Drones Are Being Used More Frequntly

Drones Are Being Used More Frequently


March 17, 2014 (Scottsdale, AZ)

There has been a lot in the news lately about drones. These are the small, multi-rotor, radio controlled type that you can buy for around $300 and mount a camera too. You may have heard some of the mishaps regarding them. There was a drone that crashed into the crowded streets in New York City, almost hitting a businessman. Another one crashed into a crowd of spectators at a sporting event, when its batteries died; hitting three adults and just missing a child.
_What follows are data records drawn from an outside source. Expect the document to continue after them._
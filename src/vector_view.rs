//! One-indexed vector views for the linear-algebra layer.
//!
//! [`VectorView`] and [`VectorViewMut`] wrap the flat [`ArrayView`] /
//! [`ArrayViewMut`] and shift every index by one: valid indices are
//! `1..=size()`. The [`Vector`] and [`VectorMut`] traits are the contract the
//! kernels in [`vector_ops`](crate::vector_ops) and [`mv_ops`](crate::mv_ops)
//! are written against.

use std::ops::{Index, IndexMut};
use std::slice::{Iter, IterMut};

use crate::array_view::{ArrayView, ArrayViewMut};
use crate::{Result, ViewError};

/// Read side of the kernel contract for vectors.
pub trait Vector {
    type Elem;

    /// Number of elements.
    fn size(&self) -> usize;

    /// Element `i` in `1..=size()`. Out-of-range indices panic.
    fn elem(&self, i: usize) -> &Self::Elem;

    /// All elements in order.
    fn data(&self) -> &[Self::Elem];
}

/// Write side of the kernel contract for vectors.
pub trait VectorMut: Vector {
    fn elem_mut(&mut self, i: usize) -> &mut Self::Elem;

    fn data_mut(&mut self) -> &mut [Self::Elem];
}

fn check_one_based(index: usize, size: usize) -> Result<usize> {
    if index == 0 || index > size {
        return Err(ViewError::IndexOutOfRange {
            dim: 0,
            index,
            size,
        });
    }
    Ok(index - 1)
}

#[inline]
fn zero_based(index: usize, size: usize) -> usize {
    bounds_assert!(
        index >= 1 && index <= size,
        "vector index {} out of range 1..={}",
        index,
        size
    );
    index.wrapping_sub(1)
}

/// Shared one-indexed vector view.
#[derive(Debug)]
pub struct VectorView<'a, T> {
    inner: ArrayView<'a, T>,
}

impl<T> Default for VectorView<'_, T> {
    fn default() -> Self {
        Self {
            inner: ArrayView::default(),
        }
    }
}

impl<T> Clone for VectorView<'_, T> {
    fn clone(&self) -> Self {
        *self
    }
}

impl<T> Copy for VectorView<'_, T> {}

impl<'a, T> VectorView<'a, T> {
    #[inline]
    pub fn new(data: &'a [T]) -> Self {
        Self {
            inner: ArrayView::new(data),
        }
    }

    /// # Safety
    /// Same contract as [`ArrayView::from_raw_parts`].
    pub unsafe fn from_raw_parts(ptr: *const T, len: usize) -> Self {
        Self {
            inner: ArrayView::from_raw_parts(ptr, len),
        }
    }

    #[inline]
    pub fn size(&self) -> usize {
        self.inner.len()
    }

    #[inline]
    pub fn is_empty(&self) -> bool {
        self.inner.is_empty()
    }

    #[inline]
    pub fn data(&self) -> &'a [T] {
        self.inner.as_slice()
    }

    /// Element `i` with `1 <= i <= size()`, or [`ViewError::IndexOutOfRange`]
    /// carrying the one-based index.
    pub fn at(&self, i: usize) -> Result<&'a T> {
        let idx = check_one_based(i, self.size())?;
        Ok(&self.data()[idx])
    }

    #[inline]
    pub fn front(&self) -> &'a T {
        self.inner.front()
    }

    #[inline]
    pub fn back(&self) -> &'a T {
        self.inner.back()
    }

    #[inline]
    pub fn iter(&self) -> Iter<'a, T> {
        self.inner.iter()
    }

    pub fn shrink_front(&mut self, count: usize) {
        self.inner.shrink_front(count);
    }

    pub fn shrink_back(&mut self, count: usize) {
        self.inner.shrink_back(count);
    }

    #[inline]
    pub fn as_array_view(&self) -> ArrayView<'a, T> {
        self.inner
    }
}

impl<T> Index<usize> for VectorView<'_, T> {
    type Output = T;

    #[inline]
    fn index(&self, i: usize) -> &T {
        &self.inner[zero_based(i, self.size())]
    }
}

impl<T> Vector for VectorView<'_, T> {
    type Elem = T;

    #[inline]
    fn size(&self) -> usize {
        self.inner.len()
    }

    #[inline]
    fn elem(&self, i: usize) -> &T {
        &self[i]
    }

    #[inline]
    fn data(&self) -> &[T] {
        self.inner.as_slice()
    }
}

impl<'a, T> From<&'a [T]> for VectorView<'a, T> {
    fn from(data: &'a [T]) -> Self {
        Self::new(data)
    }
}

impl<'a, T> From<&'a Vec<T>> for VectorView<'a, T> {
    fn from(data: &'a Vec<T>) -> Self {
        Self::new(data)
    }
}

impl<'a, T> From<ArrayView<'a, T>> for VectorView<'a, T> {
    fn from(inner: ArrayView<'a, T>) -> Self {
        Self { inner }
    }
}

impl<'a, T> IntoIterator for VectorView<'a, T> {
    type Item = &'a T;
    type IntoIter = Iter<'a, T>;

    fn into_iter(self) -> Self::IntoIter {
        self.inner.into_iter()
    }
}

/// Exclusive one-indexed vector view.
#[derive(Debug)]
pub struct VectorViewMut<'a, T> {
    inner: ArrayViewMut<'a, T>,
}

impl<T> Default for VectorViewMut<'_, T> {
    fn default() -> Self {
        Self {
            inner: ArrayViewMut::default(),
        }
    }
}

impl<'a, T> VectorViewMut<'a, T> {
    #[inline]
    pub fn new(data: &'a mut [T]) -> Self {
        Self {
            inner: ArrayViewMut::new(data),
        }
    }

    /// # Safety
    /// Same contract as [`ArrayViewMut::from_raw_parts`].
    pub unsafe fn from_raw_parts(ptr: *mut T, len: usize) -> Self {
        Self {
            inner: ArrayViewMut::from_raw_parts(ptr, len),
        }
    }

    #[inline]
    pub fn reborrow(&mut self) -> VectorViewMut<'_, T> {
        VectorViewMut {
            inner: self.inner.reborrow(),
        }
    }

    #[inline]
    pub fn as_view(&self) -> VectorView<'_, T> {
        VectorView {
            inner: self.inner.as_view(),
        }
    }

    #[inline]
    pub fn size(&self) -> usize {
        self.inner.len()
    }

    #[inline]
    pub fn is_empty(&self) -> bool {
        self.inner.is_empty()
    }

    #[inline]
    pub fn data(&self) -> &[T] {
        self.inner.as_slice()
    }

    #[inline]
    pub fn data_mut(&mut self) -> &mut [T] {
        self.inner.as_mut_slice()
    }

    pub fn at(&self, i: usize) -> Result<&T> {
        let idx = check_one_based(i, self.size())?;
        Ok(&self.inner[idx])
    }

    pub fn at_mut(&mut self, i: usize) -> Result<&mut T> {
        let idx = check_one_based(i, self.size())?;
        Ok(&mut self.inner[idx])
    }

    #[inline]
    pub fn iter(&self) -> Iter<'_, T> {
        self.inner.iter()
    }

    #[inline]
    pub fn iter_mut(&mut self) -> IterMut<'_, T> {
        self.inner.iter_mut()
    }

    pub fn shrink_front(&mut self, count: usize) {
        self.inner.shrink_front(count);
    }

    pub fn shrink_back(&mut self, count: usize) {
        self.inner.shrink_back(count);
    }
}

impl<T> Index<usize> for VectorViewMut<'_, T> {
    type Output = T;

    #[inline]
    fn index(&self, i: usize) -> &T {
        &self.inner[zero_based(i, self.size())]
    }
}

impl<T> IndexMut<usize> for VectorViewMut<'_, T> {
    #[inline]
    fn index_mut(&mut self, i: usize) -> &mut T {
        let idx = zero_based(i, self.size());
        &mut self.inner[idx]
    }
}

impl<T> Vector for VectorViewMut<'_, T> {
    type Elem = T;

    #[inline]
    fn size(&self) -> usize {
        self.inner.len()
    }

    #[inline]
    fn elem(&self, i: usize) -> &T {
        &self[i]
    }

    #[inline]
    fn data(&self) -> &[T] {
        self.inner.as_slice()
    }
}

impl<T> VectorMut for VectorViewMut<'_, T> {
    #[inline]
    fn elem_mut(&mut self, i: usize) -> &mut T {
        &mut self[i]
    }

    #[inline]
    fn data_mut(&mut self) -> &mut [T] {
        self.inner.as_mut_slice()
    }
}

impl<'a, T> From<&'a mut [T]> for VectorViewMut<'a, T> {
    fn from(data: &'a mut [T]) -> Self {
        Self::new(data)
    }
}

impl<'a, T> From<&'a mut Vec<T>> for VectorViewMut<'a, T> {
    fn from(data: &'a mut Vec<T>) -> Self {
        Self::new(data)
    }
}

impl<'a, T> From<ArrayViewMut<'a, T>> for VectorViewMut<'a, T> {
    fn from(inner: ArrayViewMut<'a, T>) -> Self {
        Self { inner }
    }
}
The FAA isn’t happy about the sudden popularity and use of drones and the disregard for aviation laws by operators. They want to make sure the public is safe from accidents. But, it looks like drones are here to stay. Their popularity among multiple industries, like real estate agencies making aerial videos of properties for sale and film makers getting that perfect aerial shot, is growing rapidly. Since these drones are so affordable, it’s making them really popular for small, start-up businesses and the general public. The FAA predicts at least 7,500 of them will be maneuvering around the skies in the next five years.


The trouble with these “Unmanned Aircraft Systems,” (UASs), as the FAA classifies them, is the safety issues. They are concerned about them flying over populated areas or crowed events and their operators losing control of them. The FAA says that anyone using a drone for commercial use is breaking the law. The FAA classifies a drone being used for business as a commercial aircraft and is therefore illegal. The FAA is currently working on laws surrounding UASs. They are considering rules for drones that weigh less than 55 pounds and separate regulations for larger ones.


In the mean time businesses are very excited at the aspect of using drones. There is the beer company in Minnesota that wants to deliver 12 packs of beer to remote ice fisherman on a lake, by drone. Then, you may have heard Amazon wants to deliver your packages from their distribution centers to your front door via drone. Film makers and TV news stations are using drones for aerial coverage in some cases, instead of hiring expensive helicopters. A drone was used by a Los Angeles film company to film aerial scenes in the recent film The Wolf of Wall Street and for a Honda commercial. The FAA can’t police all the companies that break the current laws, but if they do find companies illegally using drones, they will ask them to stop. Most companies using drones believe they are not breaking the law because they believe they can fly them under the hobbyist model aircraft rules, which allow model, radio controlled planes to fly under 400 feet. However, this only applies to hobbyists, not people flying drones for commercial use.


The concerns of the FAA are valid. Recently a drone was spotted by pilots of a Boeing 777 at New York’s John F. Kennedy Airport, flying only 200 feet from the jet. Other pilots have reported similar incidents with drones flying near them. Others fear drones equipped with video cameras can invade their privacy and allow people to spy on them. Anyone with a drone and a camera can hover just about anywhere and film what’s going on. More advanced high-tech drones are being developed too. Some of the next generation, advanced models will be considerably larger and cost in the millions. We’ll have to see what the future holds for drones. The FAA is said to be meeting now to outline rules, that will be released sometime this year and they are also issuing permits to test drones by companies developing them. In the meantime, keep an eye toward the sky.